START Recorded data
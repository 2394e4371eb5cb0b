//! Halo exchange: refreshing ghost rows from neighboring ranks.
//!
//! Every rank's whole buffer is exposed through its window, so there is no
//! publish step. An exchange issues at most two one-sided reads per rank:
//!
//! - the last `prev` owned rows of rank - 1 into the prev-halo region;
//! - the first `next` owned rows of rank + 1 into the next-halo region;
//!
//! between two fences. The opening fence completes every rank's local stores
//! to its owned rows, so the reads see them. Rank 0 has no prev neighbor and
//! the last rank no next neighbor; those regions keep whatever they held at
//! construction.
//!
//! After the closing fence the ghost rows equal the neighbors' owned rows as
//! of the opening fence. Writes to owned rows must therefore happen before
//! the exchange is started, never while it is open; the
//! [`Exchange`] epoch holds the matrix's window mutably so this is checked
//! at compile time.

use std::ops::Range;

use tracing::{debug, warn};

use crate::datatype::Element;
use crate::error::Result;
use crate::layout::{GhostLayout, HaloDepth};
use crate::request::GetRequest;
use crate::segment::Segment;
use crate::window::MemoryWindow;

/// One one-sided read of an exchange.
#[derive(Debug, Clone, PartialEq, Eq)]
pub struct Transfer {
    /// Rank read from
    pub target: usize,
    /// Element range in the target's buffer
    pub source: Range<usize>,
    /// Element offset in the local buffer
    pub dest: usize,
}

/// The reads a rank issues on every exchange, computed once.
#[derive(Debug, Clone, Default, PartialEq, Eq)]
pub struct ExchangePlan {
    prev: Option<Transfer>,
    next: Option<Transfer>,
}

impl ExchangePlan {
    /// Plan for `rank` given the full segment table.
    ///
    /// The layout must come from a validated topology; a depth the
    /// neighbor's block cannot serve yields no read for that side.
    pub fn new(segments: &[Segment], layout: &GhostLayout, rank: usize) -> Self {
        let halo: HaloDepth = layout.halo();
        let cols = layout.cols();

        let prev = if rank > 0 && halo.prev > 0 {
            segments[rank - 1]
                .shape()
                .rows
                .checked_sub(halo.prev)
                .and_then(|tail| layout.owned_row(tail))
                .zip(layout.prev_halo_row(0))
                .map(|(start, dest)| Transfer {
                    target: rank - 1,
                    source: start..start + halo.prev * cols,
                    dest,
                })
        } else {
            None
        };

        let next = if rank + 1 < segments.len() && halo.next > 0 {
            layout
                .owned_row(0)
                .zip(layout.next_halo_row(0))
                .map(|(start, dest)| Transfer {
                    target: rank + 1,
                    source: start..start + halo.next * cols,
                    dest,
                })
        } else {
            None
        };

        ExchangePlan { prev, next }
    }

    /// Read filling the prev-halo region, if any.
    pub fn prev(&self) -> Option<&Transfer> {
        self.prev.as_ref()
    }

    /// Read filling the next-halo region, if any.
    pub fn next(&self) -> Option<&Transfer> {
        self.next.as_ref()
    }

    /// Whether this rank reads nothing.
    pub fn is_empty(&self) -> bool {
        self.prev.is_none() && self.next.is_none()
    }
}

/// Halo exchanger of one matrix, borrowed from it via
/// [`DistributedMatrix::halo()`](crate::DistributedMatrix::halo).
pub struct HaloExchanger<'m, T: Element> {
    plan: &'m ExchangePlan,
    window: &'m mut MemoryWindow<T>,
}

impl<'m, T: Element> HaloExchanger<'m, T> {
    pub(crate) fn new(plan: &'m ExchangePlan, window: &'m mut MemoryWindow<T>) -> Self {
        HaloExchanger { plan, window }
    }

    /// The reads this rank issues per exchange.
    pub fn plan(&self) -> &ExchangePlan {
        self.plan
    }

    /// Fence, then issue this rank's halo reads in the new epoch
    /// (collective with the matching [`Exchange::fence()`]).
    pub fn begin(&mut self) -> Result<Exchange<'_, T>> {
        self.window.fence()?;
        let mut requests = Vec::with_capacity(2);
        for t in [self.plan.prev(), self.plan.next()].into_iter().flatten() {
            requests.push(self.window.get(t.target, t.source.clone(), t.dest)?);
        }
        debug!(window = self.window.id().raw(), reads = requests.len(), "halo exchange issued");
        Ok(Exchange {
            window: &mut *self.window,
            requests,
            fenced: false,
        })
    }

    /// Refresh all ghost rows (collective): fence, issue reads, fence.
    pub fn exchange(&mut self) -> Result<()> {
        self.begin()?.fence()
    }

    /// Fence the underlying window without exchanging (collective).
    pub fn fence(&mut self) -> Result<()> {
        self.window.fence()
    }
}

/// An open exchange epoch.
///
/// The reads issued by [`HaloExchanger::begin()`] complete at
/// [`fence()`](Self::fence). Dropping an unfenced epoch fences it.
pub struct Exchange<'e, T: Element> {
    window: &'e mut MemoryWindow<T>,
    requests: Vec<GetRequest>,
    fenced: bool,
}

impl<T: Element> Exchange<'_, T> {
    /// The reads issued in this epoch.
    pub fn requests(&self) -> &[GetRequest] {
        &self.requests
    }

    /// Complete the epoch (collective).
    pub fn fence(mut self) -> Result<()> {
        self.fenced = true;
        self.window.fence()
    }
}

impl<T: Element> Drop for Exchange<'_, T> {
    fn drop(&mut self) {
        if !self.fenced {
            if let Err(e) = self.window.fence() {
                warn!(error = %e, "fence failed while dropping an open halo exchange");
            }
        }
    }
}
END Recorded data
START Recorded data
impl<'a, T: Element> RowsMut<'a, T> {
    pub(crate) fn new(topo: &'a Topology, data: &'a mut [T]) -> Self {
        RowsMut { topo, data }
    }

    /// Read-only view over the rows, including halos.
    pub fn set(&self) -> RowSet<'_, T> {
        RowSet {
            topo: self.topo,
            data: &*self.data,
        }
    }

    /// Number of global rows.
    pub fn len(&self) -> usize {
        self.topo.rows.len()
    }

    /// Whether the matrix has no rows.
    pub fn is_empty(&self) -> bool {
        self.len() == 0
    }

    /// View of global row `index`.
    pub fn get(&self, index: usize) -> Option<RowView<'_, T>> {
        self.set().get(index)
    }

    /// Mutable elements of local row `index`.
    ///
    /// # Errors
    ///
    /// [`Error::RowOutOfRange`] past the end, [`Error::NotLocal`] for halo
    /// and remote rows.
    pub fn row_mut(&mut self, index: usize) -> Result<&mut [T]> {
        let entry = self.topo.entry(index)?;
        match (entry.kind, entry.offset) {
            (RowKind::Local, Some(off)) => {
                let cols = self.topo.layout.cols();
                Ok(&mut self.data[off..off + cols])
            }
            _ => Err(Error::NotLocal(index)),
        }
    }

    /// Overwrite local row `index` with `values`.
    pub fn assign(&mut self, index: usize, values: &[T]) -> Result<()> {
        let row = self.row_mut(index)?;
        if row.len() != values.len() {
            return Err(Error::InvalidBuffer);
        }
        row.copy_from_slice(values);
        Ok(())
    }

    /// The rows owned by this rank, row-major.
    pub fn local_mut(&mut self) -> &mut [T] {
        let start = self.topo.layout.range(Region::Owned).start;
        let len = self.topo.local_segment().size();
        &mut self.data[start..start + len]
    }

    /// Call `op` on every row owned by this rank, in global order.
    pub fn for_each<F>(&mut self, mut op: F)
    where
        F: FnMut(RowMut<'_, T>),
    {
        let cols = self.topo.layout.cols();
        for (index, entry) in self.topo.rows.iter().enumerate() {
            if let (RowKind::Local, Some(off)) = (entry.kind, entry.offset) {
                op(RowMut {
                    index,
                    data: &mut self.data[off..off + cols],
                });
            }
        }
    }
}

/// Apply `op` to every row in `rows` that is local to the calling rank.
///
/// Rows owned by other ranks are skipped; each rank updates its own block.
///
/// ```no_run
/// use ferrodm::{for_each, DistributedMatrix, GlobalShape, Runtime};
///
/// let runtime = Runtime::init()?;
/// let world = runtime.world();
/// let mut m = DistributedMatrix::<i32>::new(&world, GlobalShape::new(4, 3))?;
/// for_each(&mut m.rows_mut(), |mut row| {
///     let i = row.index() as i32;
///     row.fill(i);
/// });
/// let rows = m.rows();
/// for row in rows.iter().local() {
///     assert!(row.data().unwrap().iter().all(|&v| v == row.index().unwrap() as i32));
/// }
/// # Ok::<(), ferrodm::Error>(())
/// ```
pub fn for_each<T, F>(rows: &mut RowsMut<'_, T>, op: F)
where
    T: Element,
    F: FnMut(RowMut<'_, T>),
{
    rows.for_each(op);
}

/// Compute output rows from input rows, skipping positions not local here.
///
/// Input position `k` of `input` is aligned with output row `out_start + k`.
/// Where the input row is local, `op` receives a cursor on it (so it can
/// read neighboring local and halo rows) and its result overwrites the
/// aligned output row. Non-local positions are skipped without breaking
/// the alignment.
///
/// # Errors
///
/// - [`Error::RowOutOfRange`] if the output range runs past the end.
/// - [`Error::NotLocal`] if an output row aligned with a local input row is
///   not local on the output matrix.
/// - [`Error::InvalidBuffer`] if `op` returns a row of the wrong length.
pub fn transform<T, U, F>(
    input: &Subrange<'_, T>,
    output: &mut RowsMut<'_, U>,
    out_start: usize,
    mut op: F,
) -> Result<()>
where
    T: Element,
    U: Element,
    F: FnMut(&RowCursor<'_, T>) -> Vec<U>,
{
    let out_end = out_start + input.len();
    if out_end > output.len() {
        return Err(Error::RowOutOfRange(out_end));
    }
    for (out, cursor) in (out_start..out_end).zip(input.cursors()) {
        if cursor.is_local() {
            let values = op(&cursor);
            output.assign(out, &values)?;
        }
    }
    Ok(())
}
END Recorded data
Problem to work on: Which lines hold the word "Transfer"? Return all of them from the records above.

Solution to the problem:
pub struct Transfer {
    prev: Option<Transfer>,
    next: Option<Transfer>,
                .map(|(start, dest)| Transfer {
                .map(|(start, dest)| Transfer {
    pub fn prev(&self) -> Option<&Transfer> {
    pub fn next(&self) -> Option<&Transfer> {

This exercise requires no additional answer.